MATERIAL FOR THIS EXERCISE:

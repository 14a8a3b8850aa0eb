//! # Peripheral DMA (PDMA) module
//!
//! The PDMA controller has 14 channels. Channel `2n` is the receive channel and channel
//! `2n + 1` the transmit channel of peripheral pair `n`. Each channel consumes a circular ring
//! of [descr::Descriptor]s which is shared between software (producer) and hardware (consumer).
//!
//! The [PdmaChannel] driver is generic over the register access, the descriptor memory and the
//! delay provider, so it can be used with the [MmioChannelRegisters] on the target or with a
//! simulated register block.
use core::{
    num::NonZeroU8,
    sync::atomic::{AtomicU16, Ordering},
};

use arbitrary_int::u5;
use embedded_hal::delay::DelayNs;
pub use leipzig::pdma::{CHANNEL_COUNT, DataUnit, FlowController};

use crate::time::{Microseconds, Milliseconds};

pub mod asynch;
pub mod channel;
pub mod descr;
pub mod mem;
pub mod pads;
pub mod regs;
pub mod ring;
#[cfg(test)]
pub(crate) mod sim;

pub use asynch::{
    ChannelSignals, CompletionCallback, CompletionDispatcher, CompletionFuture, DISPATCHER,
    InterruptResult, on_interrupt,
};
pub use channel::{ChannelState, CompletionMode, PdmaChannel};
pub use descr::{Descriptor, DescriptorFields, MAX_DESC_BYTES, SectionControl};
#[cfg(feature = "alloc")]
pub use mem::HeapDmaMemory;
pub use mem::{AllocError, DescriptorPool, DescriptorRegion, DmaMemory};
pub use pads::{PadMuxRegister, PadMuxUpdate, configure_pads, route_pads};
pub use regs::{ChannelReg, ChannelRegisters, ControllerReg, MmioChannelRegisters};
pub use ring::{DescriptorRing, RingError, Segment, TransferInfo, TransferRequestError};

/// Ring capacity used by [PdmaChannel::open] when no capacity is given.
pub const DEFAULT_RING_CAPACITY: usize = 256;
/// Largest ring the 14-bit depth field can describe.
pub const MAX_RING_CAPACITY: usize = 0x3FFF;

#[derive(Debug, Copy, Clone, PartialEq, Eq)]
pub enum Direction {
    /// Peripheral to memory.
    Rx,
    /// Memory to peripheral.
    Tx,
}

#[derive(Debug, Copy, Clone, PartialEq, Eq, num_enum::TryFromPrimitive)]
#[repr(u8)]
pub enum DeviceType {
    Ssic0 = 0,
    Ssic1 = 1,
    Ssic2 = 2,
    Ssic3 = 3,
    I2ssc = 4,
    Uart0 = 5,
    Uart1 = 6,
    Uart2 = 7,
    Uart3 = 8,
    Uart4 = 9,
}

impl DeviceType {
    /// Peripheral pair which serves this device. Some devices share a pair and are selected with
    /// the pad multiplexer, see [pads].
    pub const fn pair(&self) -> u8 {
        match self {
            DeviceType::Ssic0 => 0,
            DeviceType::Ssic1 => 1,
            DeviceType::Ssic2 | DeviceType::Ssic3 => 2,
            DeviceType::I2ssc => 3,
            DeviceType::Uart0 => 4,
            DeviceType::Uart1 => 5,
            DeviceType::Uart2 | DeviceType::Uart3 | DeviceType::Uart4 => 6,
        }
    }
}

#[derive(Debug, Copy, Clone, PartialEq, Eq, Hash)]
pub struct ChannelId(u8);

impl ChannelId {
    #[inline]
    pub const fn new(index: u8) -> Option<Self> {
        if index as usize >= CHANNEL_COUNT {
            return None;
        }
        Some(Self(index))
    }

    #[inline]
    pub const fn for_device(device: DeviceType, direction: Direction) -> Self {
        let rx = device.pair() * 2;
        match direction {
            Direction::Rx => Self(rx),
            Direction::Tx => Self(rx + 1),
        }
    }

    #[inline]
    pub const fn index(&self) -> usize {
        self.0 as usize
    }

    #[inline]
    pub const fn direction(&self) -> Direction {
        if self.0 % 2 == 0 {
            Direction::Rx
        } else {
            Direction::Tx
        }
    }

    #[inline]
    pub const fn pair(&self) -> u8 {
        self.0 / 2
    }

    /// Byte offset of the channel register block relative to the controller base.
    #[inline]
    pub const fn register_offset(&self) -> usize {
        leipzig::pdma::channel_offset(self.0 as usize)
    }

    #[inline]
    const fn mask(&self) -> u16 {
        1 << self.0
    }

    /// Steal the MMIO block of this channel.
    ///
    /// # Safety
    ///
    /// Circumvents ownership and safety guarantees by the HAL.
    #[inline]
    pub const unsafe fn steal_mmio(&self) -> leipzig::pdma::MmioChannel<'static> {
        unsafe {
            leipzig::pdma::Channel::new_mmio_at(
                leipzig::pdma::PDMA_BASE_ADDR + self.register_offset(),
            )
        }
    }

    /// Steal the register access for this channel.
    ///
    /// # Safety
    ///
    /// Circumvents ownership and safety guarantees by the HAL.
    #[inline]
    pub const unsafe fn steal_regs(&self) -> MmioChannelRegisters {
        unsafe { MmioChannelRegisters::steal(*self) }
    }
}

/// Fixed channel assignment of a device and transfer direction.
#[inline]
pub const fn request_channel(device: DeviceType, direction: Direction) -> ChannelId {
    ChannelId::for_device(device, direction)
}

#[derive(Debug, Copy, Clone, PartialEq, Eq)]
pub struct ChannelRequest {
    pub device: DeviceType,
    pub direction: Direction,
    /// Swap the byte order of all data units of this channel.
    pub data_swap: bool,
}

#[derive(Debug, Copy, Clone, PartialEq, Eq)]
pub struct ClaimedChannel {
    pub id: ChannelId,
    pub device: DeviceType,
    pub data_swap: bool,
}

impl ClaimedChannel {
    /// Connect the shared pads of the claimed device to its channel pair, see [pads].
    #[inline]
    pub fn route_pads(&self, pads: &mut impl PadMuxRegister) -> Option<PadMuxUpdate> {
        pads::route_pads(pads, self.device)
    }
}

#[derive(Debug, Copy, Clone, PartialEq, Eq, thiserror::Error)]
pub enum ChannelRequestError {
    #[error("channel {0:?} is already in use")]
    Busy(ChannelId),
    #[error("invalid channel index {0}")]
    InvalidIndex(u8),
    #[error("invalid device type {0}")]
    InvalidDevice(u8),
}

/// Book-keeping of claimed channels.
///
/// Usually declared as a static which is shared by all drivers using the controller.
pub struct ChannelAllocator {
    claimed: AtomicU16,
}

impl ChannelAllocator {
    #[inline]
    pub const fn new() -> Self {
        Self {
            claimed: AtomicU16::new(0),
        }
    }

    fn claim(&self, id: ChannelId) -> Result<(), ChannelRequestError> {
        let previous = self.claimed.fetch_or(id.mask(), Ordering::AcqRel);
        if previous & id.mask() != 0 {
            return Err(ChannelRequestError::Busy(id));
        }
        Ok(())
    }

    /// Claim the fixed channel of a device and direction.
    pub fn request(&self, request: ChannelRequest) -> Result<ClaimedChannel, ChannelRequestError> {
        let id = request_channel(request.device, request.direction);
        self.claim(id)?;
        log::debug!("pdma: claimed channel {} for {:?}", id.index(), request.device);
        Ok(ClaimedChannel {
            id,
            device: request.device,
            data_swap: request.data_swap,
        })
    }

    /// Claim the fixed channel of a device and direction and route the shared pads to the
    /// device. The pads are only touched if the claim succeeds.
    pub fn request_routed(
        &self,
        request: ChannelRequest,
        pads: &mut impl PadMuxRegister,
    ) -> Result<ClaimedChannel, ChannelRequestError> {
        let claimed = self.request(request)?;
        claimed.route_pads(pads);
        Ok(claimed)
    }

    /// Claim a channel by its raw index and raw device type, as found in a device tree
    /// `dmas = <&pdma channel device swap>` specifier.
    pub fn request_by_index(
        &self,
        index: u8,
        device: u8,
        data_swap: bool,
    ) -> Result<ClaimedChannel, ChannelRequestError> {
        let id = ChannelId::new(index).ok_or(ChannelRequestError::InvalidIndex(index))?;
        let device =
            DeviceType::try_from(device).map_err(|_| ChannelRequestError::InvalidDevice(device))?;
        self.claim(id)?;
        Ok(ClaimedChannel {
            id,
            device,
            data_swap,
        })
    }

    pub fn release(&self, id: ChannelId) {
        self.claimed.fetch_and(!id.mask(), Ordering::AcqRel);
    }

    #[inline]
    pub fn is_claimed(&self, id: ChannelId) -> bool {
        self.claimed.load(Ordering::Acquire) & id.mask() != 0
    }
}

impl Default for ChannelAllocator {
    fn default() -> Self {
        Self::new()
    }
}

/// Generic bus width of a peripheral data register.
#[derive(Debug, Copy, Clone, PartialEq, Eq)]
pub enum BusWidth {
    OneByte = 1,
    TwoBytes = 2,
    ThreeBytes = 3,
    FourBytes = 4,
    EightBytes = 8,
}

#[derive(Debug, Copy, Clone, PartialEq, Eq, thiserror::Error)]
#[error("unsupported bus width {0:?}")]
pub struct UnsupportedBusWidth(pub BusWidth);

impl TryFrom<BusWidth> for DataUnit {
    type Error = UnsupportedBusWidth;

    fn try_from(width: BusWidth) -> Result<Self, Self::Error> {
        match width {
            BusWidth::OneByte => Ok(DataUnit::Byte),
            BusWidth::TwoBytes => Ok(DataUnit::HalfWord),
            BusWidth::FourBytes => Ok(DataUnit::Word),
            _ => Err(UnsupportedBusWidth(width)),
        }
    }
}

/// Transfer profile of a channel.
#[derive(Debug, Copy, Clone, PartialEq, Eq)]
pub struct ChannelConfig {
    pub data_unit: DataUnit,
    pub burst_len: u5,
    /// Scatter-gather segment count. The register holds the count minus one.
    pub sg_segments: NonZeroU8,
    pub flow_control: FlowController,
    /// Enable the reset, section complete and bus error interrupts.
    pub interrupts: bool,
}

impl ChannelConfig {
    pub const DEFAULT_SG_SEGMENTS: NonZeroU8 = NonZeroU8::new(4).unwrap();

    pub const fn new(data_unit: DataUnit, burst_len: u5) -> Self {
        Self {
            data_unit,
            burst_len,
            sg_segments: Self::DEFAULT_SG_SEGMENTS,
            flow_control: FlowController::Dma,
            interrupts: true,
        }
    }

    /// Create a configuration from a generic bus width, rejecting widths the controller can not
    /// transfer.
    pub fn with_bus_width(width: BusWidth, burst_len: u5) -> Result<Self, UnsupportedBusWidth> {
        Ok(Self::new(DataUnit::try_from(width)?, burst_len))
    }
}

/// Bounds for all hardware polling loops.
#[derive(Debug, Copy, Clone, PartialEq, Eq)]
pub struct Timeouts {
    pub reset: Milliseconds,
    /// Wait for the peripheral handshake to become idle.
    pub handshake: Milliseconds,
    /// Wait for a section complete in polled mode.
    pub transfer: Milliseconds,
    pub poll_interval: Microseconds,
}

impl Default for Timeouts {
    fn default() -> Self {
        Self {
            reset: Milliseconds::millis(20),
            handshake: Milliseconds::millis(20),
            transfer: Milliseconds::millis(1000),
            poll_interval: Microseconds::micros(10),
        }
    }
}

/// Hardware event a bounded wait was waiting for.
#[derive(Debug, Copy, Clone, PartialEq, Eq)]
pub enum WaitEvent {
    ResetComplete,
    HandshakeIdle,
    SectionComplete,
}

#[derive(Debug, Copy, Clone, PartialEq, Eq, thiserror::Error)]
pub enum PdmaError {
    #[error("descriptor memory allocation failed: {0}")]
    Alloc(#[from] AllocError),
    #[error("timeout waiting for {0:?}")]
    Timeout(WaitEvent),
    #[error("transfer request rejected: {0}")]
    Rejected(#[from] TransferRequestError),
    #[error("ring overflow: {needed} descriptors needed, {available} available")]
    RingFull { needed: usize, available: usize },
    #[error("bus error reported by the channel")]
    BusError,
    #[error("operation not allowed in channel state {0:?}")]
    InvalidState(ChannelState),
    #[error("no descriptor ring allocated")]
    NoRing,
    #[error("descriptor ring already allocated")]
    RingAlreadyAllocated,
    #[error("channel does not use interrupt completion")]
    InterruptsNotConfigured,
}

impl From<RingError> for PdmaError {
    fn from(err: RingError) -> Self {
        match err {
            RingError::Rejected(err) => PdmaError::Rejected(err),
            RingError::Full { needed, available } => PdmaError::RingFull { needed, available },
        }
    }
}

#[derive(Debug, Copy, Clone, PartialEq, Eq, thiserror::Error)]
#[error("bounded wait timed out")]
pub struct TimeoutError;

/// Poll `done` until it returns true, waiting `interval` between polls.
///
/// The condition is checked one last time after the timeout expired.
pub fn poll_until(
    delay: &mut impl DelayNs,
    timeout: Milliseconds,
    interval: Microseconds,
    mut done: impl FnMut() -> bool,
) -> Result<(), TimeoutError> {
    let timeout_us = timeout.to_micros();
    let interval_us = interval.to_micros().max(1);
    let mut waited_us: u32 = 0;
    loop {
        if done() {
            return Ok(());
        }
        if waited_us >= timeout_us {
            return Err(TimeoutError);
        }
        delay.delay_us(interval_us);
        waited_us = waited_us.saturating_add(interval_us);
    }
}

/// Read the controller version register.
pub fn controller_version(regs: &mut impl ChannelRegisters) -> u32 {
    regs.read_controller(ControllerReg::Version)
}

WHAT IS EXPECTED: Copy out the entries exactly. Begin at the first line and end with the line that has "a circular ring".

YOUR RESPONSE:
repository 14a8a3b8850aa0eb
//! # Peripheral DMA (PDMA) module
//!
//! The PDMA controller has 14 channels. Channel `2n` is the receive channel and channel
//! `2n + 1` the transmit channel of peripheral pair `n`. Each channel consumes a circular ring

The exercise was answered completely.